(Task data)

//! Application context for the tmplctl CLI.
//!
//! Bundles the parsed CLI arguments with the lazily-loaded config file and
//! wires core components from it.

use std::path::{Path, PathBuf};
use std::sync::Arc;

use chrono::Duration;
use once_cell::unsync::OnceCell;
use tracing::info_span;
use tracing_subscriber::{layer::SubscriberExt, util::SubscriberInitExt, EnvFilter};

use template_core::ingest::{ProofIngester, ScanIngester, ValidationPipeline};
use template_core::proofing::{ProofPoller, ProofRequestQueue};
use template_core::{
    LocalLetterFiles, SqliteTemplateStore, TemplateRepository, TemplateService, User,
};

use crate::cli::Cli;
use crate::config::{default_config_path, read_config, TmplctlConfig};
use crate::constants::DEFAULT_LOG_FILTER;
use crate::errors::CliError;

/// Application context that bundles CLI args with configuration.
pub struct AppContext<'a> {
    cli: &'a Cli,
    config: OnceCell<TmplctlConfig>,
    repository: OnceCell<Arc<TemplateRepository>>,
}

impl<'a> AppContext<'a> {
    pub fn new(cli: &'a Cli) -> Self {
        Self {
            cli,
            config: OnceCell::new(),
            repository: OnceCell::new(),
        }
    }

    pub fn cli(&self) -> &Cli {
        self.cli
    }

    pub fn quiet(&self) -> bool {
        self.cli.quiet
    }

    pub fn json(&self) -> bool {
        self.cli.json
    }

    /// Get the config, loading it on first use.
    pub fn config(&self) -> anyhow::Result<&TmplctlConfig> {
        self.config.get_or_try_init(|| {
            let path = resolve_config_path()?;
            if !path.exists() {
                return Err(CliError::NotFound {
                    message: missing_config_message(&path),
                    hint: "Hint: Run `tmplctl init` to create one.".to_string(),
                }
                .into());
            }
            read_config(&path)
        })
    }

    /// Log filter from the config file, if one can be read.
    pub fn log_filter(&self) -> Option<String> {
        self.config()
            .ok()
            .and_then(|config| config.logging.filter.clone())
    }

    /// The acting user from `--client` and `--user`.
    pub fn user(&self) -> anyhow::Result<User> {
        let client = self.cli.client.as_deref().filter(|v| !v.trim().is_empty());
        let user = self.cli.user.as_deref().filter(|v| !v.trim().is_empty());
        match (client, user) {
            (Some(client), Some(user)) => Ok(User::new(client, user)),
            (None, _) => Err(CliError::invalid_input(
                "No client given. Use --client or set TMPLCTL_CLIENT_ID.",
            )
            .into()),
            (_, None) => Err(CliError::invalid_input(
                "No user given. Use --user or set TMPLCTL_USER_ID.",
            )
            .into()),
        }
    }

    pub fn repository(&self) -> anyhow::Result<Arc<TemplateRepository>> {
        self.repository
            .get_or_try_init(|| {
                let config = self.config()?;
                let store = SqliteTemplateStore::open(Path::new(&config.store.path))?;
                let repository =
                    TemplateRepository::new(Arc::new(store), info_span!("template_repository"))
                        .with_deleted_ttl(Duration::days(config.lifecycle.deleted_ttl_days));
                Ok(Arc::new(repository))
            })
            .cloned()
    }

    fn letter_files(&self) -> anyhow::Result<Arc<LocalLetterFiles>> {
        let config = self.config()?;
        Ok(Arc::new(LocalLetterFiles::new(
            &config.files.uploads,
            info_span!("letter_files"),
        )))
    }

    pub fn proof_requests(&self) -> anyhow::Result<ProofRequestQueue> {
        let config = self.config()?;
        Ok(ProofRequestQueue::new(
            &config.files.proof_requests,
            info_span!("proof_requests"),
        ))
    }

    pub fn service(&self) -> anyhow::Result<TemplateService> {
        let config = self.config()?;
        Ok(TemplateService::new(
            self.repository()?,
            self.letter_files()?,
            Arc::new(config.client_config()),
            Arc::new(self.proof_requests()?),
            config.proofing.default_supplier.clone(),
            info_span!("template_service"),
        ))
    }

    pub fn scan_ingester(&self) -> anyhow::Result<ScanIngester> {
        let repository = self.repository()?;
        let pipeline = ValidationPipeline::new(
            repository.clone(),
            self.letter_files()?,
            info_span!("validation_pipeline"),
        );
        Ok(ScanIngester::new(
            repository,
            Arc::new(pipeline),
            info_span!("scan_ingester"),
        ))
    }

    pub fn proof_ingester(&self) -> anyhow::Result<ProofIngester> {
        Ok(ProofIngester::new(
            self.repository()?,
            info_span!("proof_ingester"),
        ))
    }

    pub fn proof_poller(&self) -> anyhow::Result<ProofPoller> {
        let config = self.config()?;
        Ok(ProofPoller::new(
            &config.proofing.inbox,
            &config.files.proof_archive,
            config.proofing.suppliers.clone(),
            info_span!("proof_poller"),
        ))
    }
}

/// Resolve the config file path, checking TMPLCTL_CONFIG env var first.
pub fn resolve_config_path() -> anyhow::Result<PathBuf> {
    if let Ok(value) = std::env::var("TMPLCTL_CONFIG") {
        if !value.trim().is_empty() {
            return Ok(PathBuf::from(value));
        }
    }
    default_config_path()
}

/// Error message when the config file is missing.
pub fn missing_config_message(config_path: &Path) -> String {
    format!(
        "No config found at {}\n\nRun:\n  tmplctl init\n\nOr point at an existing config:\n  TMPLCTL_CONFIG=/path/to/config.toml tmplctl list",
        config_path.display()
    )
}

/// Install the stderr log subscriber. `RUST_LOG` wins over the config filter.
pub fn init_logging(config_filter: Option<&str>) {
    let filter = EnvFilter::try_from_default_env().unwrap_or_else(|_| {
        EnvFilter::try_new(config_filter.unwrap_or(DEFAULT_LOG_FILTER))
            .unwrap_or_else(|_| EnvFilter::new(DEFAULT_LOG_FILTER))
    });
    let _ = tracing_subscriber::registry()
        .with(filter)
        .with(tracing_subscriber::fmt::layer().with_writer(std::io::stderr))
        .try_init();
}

(End Task data)

## Task details
Where a line of the entries contains "stderr", report that line.

## Output of the task
/// Install the stderr log subscriber. `RUST_LOG` wins over the config filter.
        .with(tracing_subscriber::fmt::layer().with_writer(std::io::stderr))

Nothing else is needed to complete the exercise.